Indian smartphone makers like Micromax have been dethroned by the Chinese. Even Micromax during its hay days manufactured its phones in China. China is also trying to increase its presence in Air Conditioners, Refrigerators and Washing Machines.
Apart from this, even Indian companies are heavily dependent on China for key parts like compressors, LED chips, motors and mobile phone displays. In fact, electrical machinery account for a major share in imports from China. Any increase in tariffs will adversely affect many Indian manufacturers as well.
Investments in Start-ups
According to foreign policy think tank Gateway House, in the last 5 years, Chinese investors have put $4 billion into Indian Start-ups. According to inc42, 17 Indian unicorns have Chinese investors on their board. The below table from inc42 gives the list of Indian Unicorns with Chinese investors on their boards.
The Indian government recently amended the FDI policy for curbing opportunistic takeovers or acquisitions of Indian companies due to the ongoing Covid-19 pandemic. According to the amendment, any country which shares a land border with India can invest only under the government route.
This will limit Chinese investments in Indian start-ups. India will have to rely on Japanese investors like Softbank. Domestic VC firms should also step in and fund the start-ups during these trying times.
India is very far from being completely independent of China. Closing borders to Chinese imports at this point will only be counter-productive. A knee-jerk reaction of raising tariffs selectively on certain non-essential products will provoke China to stop the supply of essential items which will put our industries in jeopardy.
India should nurture and develop partnerships with countries like U.S. and Japan which are against China. India should incentivize firms cutting down on Chinese imports and picking local sellers. This will help in developing local capabilities over a period of time.
China is a behemoth and it will need lot of patience and perseverance to be completely independent. It cannot be done overnight. The government should create policies which will enable us to reach a level where we can take on China head on.

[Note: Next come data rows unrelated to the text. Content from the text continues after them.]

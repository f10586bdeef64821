//! Simulated modem hardware
//!
//! Stand-ins for the power pins and the serial link, used by the tests and
//! by bench runs without a modem attached. Timing follows the tokio clock so
//! paused-time tests see the same pulse and boot delays as real hardware.

use crate::at::OK;
use crate::error::ModemError;
use crate::gpio::{PowerKey, StatusLine};
use crate::link::{Connector, FlowControlled, RxConsumer, RxProducer, RxRing, SerialLink};
use std::pin::Pin;
use std::sync::atomic::{AtomicBool, Ordering};
use std::sync::{Arc, Mutex, MutexGuard, PoisonError};
use std::task::{Context, Poll};
use std::time::Duration;
use tokio::io::{AsyncRead, AsyncWrite, DuplexStream, ReadBuf};
use tokio::time::Instant;
use tracing::{debug, warn};

/// Shortest power key pulse the modem reacts to
pub const MIN_PULSE: Duration = Duration::from_millis(1000);

/// Delay between releasing the key and the status pin flipping
pub const BOOT_DELAY: Duration = Duration::from_millis(250);

#[derive(Debug)]
struct PowerModel {
    on: bool,
    responsive: bool,
    pressed_at: Option<Instant>,
    flip_at: Option<Instant>,
    presses: u32,
}

impl PowerModel {
    fn settle(&mut self) {
        if let Some(at) = self.flip_at {
            if Instant::now() >= at {
                self.on = !self.on;
                self.flip_at = None;
            }
        }
    }
}

/// Power key and status pin of a simulated modem.
///
/// Clones share state, so one clone can serve as the key and another as the
/// status line.
#[derive(Debug, Clone)]
pub struct SimulatedPower {
    model: Arc<Mutex<PowerModel>>,
}

impl SimulatedPower {
    /// Modem that toggles after a long enough pulse
    pub fn new(on: bool) -> Self {
        Self::with_response(on, true)
    }

    /// Modem that ignores the power key
    pub fn unresponsive(on: bool) -> Self {
        Self::with_response(on, false)
    }

    fn with_response(on: bool, responsive: bool) -> Self {
        Self {
            model: Arc::new(Mutex::new(PowerModel {
                on,
                responsive,
                pressed_at: None,
                flip_at: None,
                presses: 0,
            })),
        }
    }

    fn lock(&self) -> MutexGuard<'_, PowerModel> {
        self.model.lock().unwrap_or_else(PoisonError::into_inner)
    }

    pub fn is_on(&self) -> bool {
        let mut model = self.lock();
        model.settle();
        model.on
    }

    pub fn is_pressed(&self) -> bool {
        self.lock().pressed_at.is_some()
    }

    /// Number of times the key has been pressed
    pub fn presses(&self) -> u32 {
        self.lock().presses
    }

    /// The modem switches itself off (brown-out, thermal shutdown)
    pub fn cut(&self) {
        let mut model = self.lock();
        model.on = false;
        model.flip_at = None;
    }
}

impl PowerKey for SimulatedPower {
    fn press(&mut self) -> Result<(), ModemError> {
        let mut model = self.lock();
        model.settle();
        model.pressed_at = Some(Instant::now());
        model.presses += 1;
        Ok(())
    }

    fn release(&mut self) -> Result<(), ModemError> {
        let mut model = self.lock();
        model.settle();
        if let Some(pressed_at) = model.pressed_at.take() {
            let now = Instant::now();
            if model.responsive && now.duration_since(pressed_at) >= MIN_PULSE {
                model.flip_at = Some(now + BOOT_DELAY);
            }
        }
        Ok(())
    }
}

impl StatusLine for SimulatedPower {
    fn is_high(&mut self) -> Result<bool, ModemError> {
        Ok(self.is_on())
    }
}

/// Behaviour of the simulated modem's command interpreter
#[derive(Debug, Clone)]
pub struct SimulatedModem {
    /// `AT` probes ignored before the modem locks onto the baud rate
    pub silent_probes: u32,
    /// Never answer anything
    pub unresponsive: bool,
    /// Answer `ATE0` with `ERROR`
    pub reject_echo_disable: bool,
    /// Answer `AT+IFC` with `ERROR`
    pub reject_flow_control: bool,
    /// Echo commands back until `ATE0`
    pub echo: bool,
    /// Lines sent once flow control is configured
    pub boot_lines: Vec<String>,
}

impl Default for SimulatedModem {
    fn default() -> Self {
        Self {
            silent_probes: 0,
            unresponsive: false,
            reject_echo_disable: false,
            reject_flow_control: false,
            echo: true,
            boot_lines: Vec::new(),
        }
    }
}

impl SimulatedModem {
    /// Modem that reports the usual ready lines after the handshake
    pub fn booting() -> Self {
        Self {
            boot_lines: vec![
                "+CPIN: READY".to_string(),
                "Call Ready".to_string(),
                crate::at::SMS_READY.to_string(),
            ],
            ..Default::default()
        }
    }
}

#[derive(Debug, Default)]
struct LinkState {
    producer: Option<RxProducer>,
    commands: Vec<String>,
    echo: bool,
    probes: u32,
    flow_control: bool,
    connects: u32,
    fault: Option<ModemError>,
}

impl LinkState {
    fn push(&mut self, bytes: &[u8]) {
        let Some(producer) = self.producer.as_mut() else {
            return;
        };
        for &byte in bytes {
            if producer.push(byte).is_err() {
                warn!("Simulated modem output dropped, receive ring full");
                return;
            }
        }
    }
}

/// Connector producing [`SimulatedLink`]s. Clones share the same modem.
#[derive(Debug, Clone)]
pub struct SimulatedConnector {
    modem: SimulatedModem,
    state: Arc<Mutex<LinkState>>,
}

impl SimulatedConnector {
    pub fn new(modem: SimulatedModem) -> Self {
        Self {
            modem,
            state: Arc::new(Mutex::new(LinkState::default())),
        }
    }

    fn lock(&self) -> MutexGuard<'_, LinkState> {
        self.state.lock().unwrap_or_else(PoisonError::into_inner)
    }

    /// Feed bytes into the receive ring as if the modem sent them
    pub fn inject(&self, bytes: &[u8]) {
        self.lock().push(bytes);
    }

    /// Commands received so far, without line endings
    pub fn commands(&self) -> Vec<String> {
        self.lock().commands.clone()
    }

    /// Break the current link, as a pump stopping with `error` would
    pub fn fail_link(&self, error: ModemError) {
        self.lock().fault = Some(error);
    }

    pub fn flow_control_enabled(&self) -> bool {
        self.lock().flow_control
    }

    /// Number of times a link was opened
    pub fn connects(&self) -> u32 {
        self.lock().connects
    }
}

impl Connector for SimulatedConnector {
    type Link = SimulatedLink;

    async fn connect(&mut self, baud_rate: u32) -> Result<(SimulatedLink, RxConsumer), ModemError> {
        debug!("Simulated link opened at {} baud", baud_rate);
        let (producer, consumer) = RxRing::new().split();

        let mut state = self.lock();
        state.producer = Some(producer);
        state.echo = self.modem.echo;
        state.probes = 0;
        state.flow_control = false;
        state.connects += 1;
        state.fault = None;
        drop(state);

        Ok((
            SimulatedLink {
                modem: self.modem.clone(),
                state: Arc::clone(&self.state),
            },
            consumer,
        ))
    }
}

/// Outbound half of a simulated link; replies land in the receive ring
#[derive(Debug, Clone)]
pub struct SimulatedLink {
    modem: SimulatedModem,
    state: Arc<Mutex<LinkState>>,
}

impl SimulatedLink {
    fn respond(&self, state: &mut LinkState, command: &str) -> Vec<u8> {
        if self.modem.unresponsive {
            return Vec::new();
        }
        if command == "AT" {
            state.probes += 1;
            if state.probes <= self.modem.silent_probes {
                return Vec::new();
            }
        }

        let mut out = Vec::new();
        if state.echo {
            out.extend_from_slice(command.as_bytes());
            out.extend_from_slice(b"\r\n");
        }

        let accepted = match command {
            "AT" => true,
            "ATE0" if self.modem.reject_echo_disable => false,
            "ATE0" => {
                state.echo = false;
                true
            }
            "ATE1" => {
                state.echo = true;
                true
            }
            "AT+IFC=2,2" => !self.modem.reject_flow_control,
            _ => false,
        };

        if accepted {
            out.extend_from_slice(b"\r\n");
            out.extend_from_slice(OK.as_bytes());
            out.extend_from_slice(b"\n");
        } else {
            out.extend_from_slice(b"\r\nERROR\r\n");
        }

        if accepted && command == "AT+IFC=2,2" {
            for line in &self.modem.boot_lines {
                out.extend_from_slice(b"\r\n");
                out.extend_from_slice(line.as_bytes());
                out.extend_from_slice(b"\r\n");
            }
        }
        out
    }
}

impl SerialLink for SimulatedLink {
    async fn write_all(&mut self, bytes: &[u8]) -> Result<(), ModemError> {
        let text = String::from_utf8_lossy(bytes);
        let command = text.trim_end_matches(['\r', '\n']);

        let mut state = self.state.lock().unwrap_or_else(PoisonError::into_inner);
        if let Some(fault) = &state.fault {
            return Err(fault.clone());
        }
        state.commands.push(command.to_string());
        let reply = self.respond(&mut state, command);
        state.push(&reply);
        Ok(())
    }

    async fn enable_hardware_flow_control(&mut self) -> Result<(), ModemError> {
        self.state.lock().unwrap_or_else(PoisonError::into_inner).flow_control = true;
        Ok(())
    }

    fn health(&self) -> Result<(), ModemError> {
        match &self.state.lock().unwrap_or_else(PoisonError::into_inner).fault {
            Some(fault) => Err(fault.clone()),
            None => Ok(()),
        }
    }
}

/// In-memory port for exercising the serial pump
#[derive(Debug)]
pub struct LoopbackPort {
    io: DuplexStream,
    flow_control: Arc<AtomicBool>,
}

impl LoopbackPort {
    pub fn new(io: DuplexStream) -> Self {
        Self {
            io,
            flow_control: Arc::new(AtomicBool::new(false)),
        }
    }

    /// Flag set once hardware flow control is enabled
    pub fn flow_control_flag(&self) -> Arc<AtomicBool> {
        Arc::clone(&self.flow_control)
    }
}

impl FlowControlled for LoopbackPort {
    fn enable_hardware_flow_control(&mut self) -> Result<(), ModemError> {
        self.flow_control.store(true, Ordering::SeqCst);
        Ok(())
    }
}

impl AsyncRead for LoopbackPort {
    fn poll_read(mut self: Pin<&mut Self>, cx: &mut Context<'_>, buf: &mut ReadBuf<'_>) -> Poll<std::io::Result<()>> {
        Pin::new(&mut self.io).poll_read(cx, buf)
    }
}

impl AsyncWrite for LoopbackPort {
    fn poll_write(mut self: Pin<&mut Self>, cx: &mut Context<'_>, buf: &[u8]) -> Poll<std::io::Result<usize>> {
        Pin::new(&mut self.io).poll_write(cx, buf)
    }

    fn poll_flush(mut self: Pin<&mut Self>, cx: &mut Context<'_>) -> Poll<std::io::Result<()>> {
        Pin::new(&mut self.io).poll_flush(cx)
    }

    fn poll_shutdown(mut self: Pin<&mut Self>, cx: &mut Context<'_>) -> Poll<std::io::Result<()>> {
        Pin::new(&mut self.io).poll_shutdown(cx)
    }
}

The changes in FDI rules, ban on Chinese involvement in Highway construction, probable ban on Huawei’s and ZTE’s telecom equipment, ban on 59 Chinese apps all point towards such policy changes.
India’s MSMEs will be the answer to all the problems. Protecting and nurturing them will enable us to build “China free” supply chains. India has a long road ahead but with proper leadership, policy interventions and tactful foreign policy, I am sure we can rival China at its own game.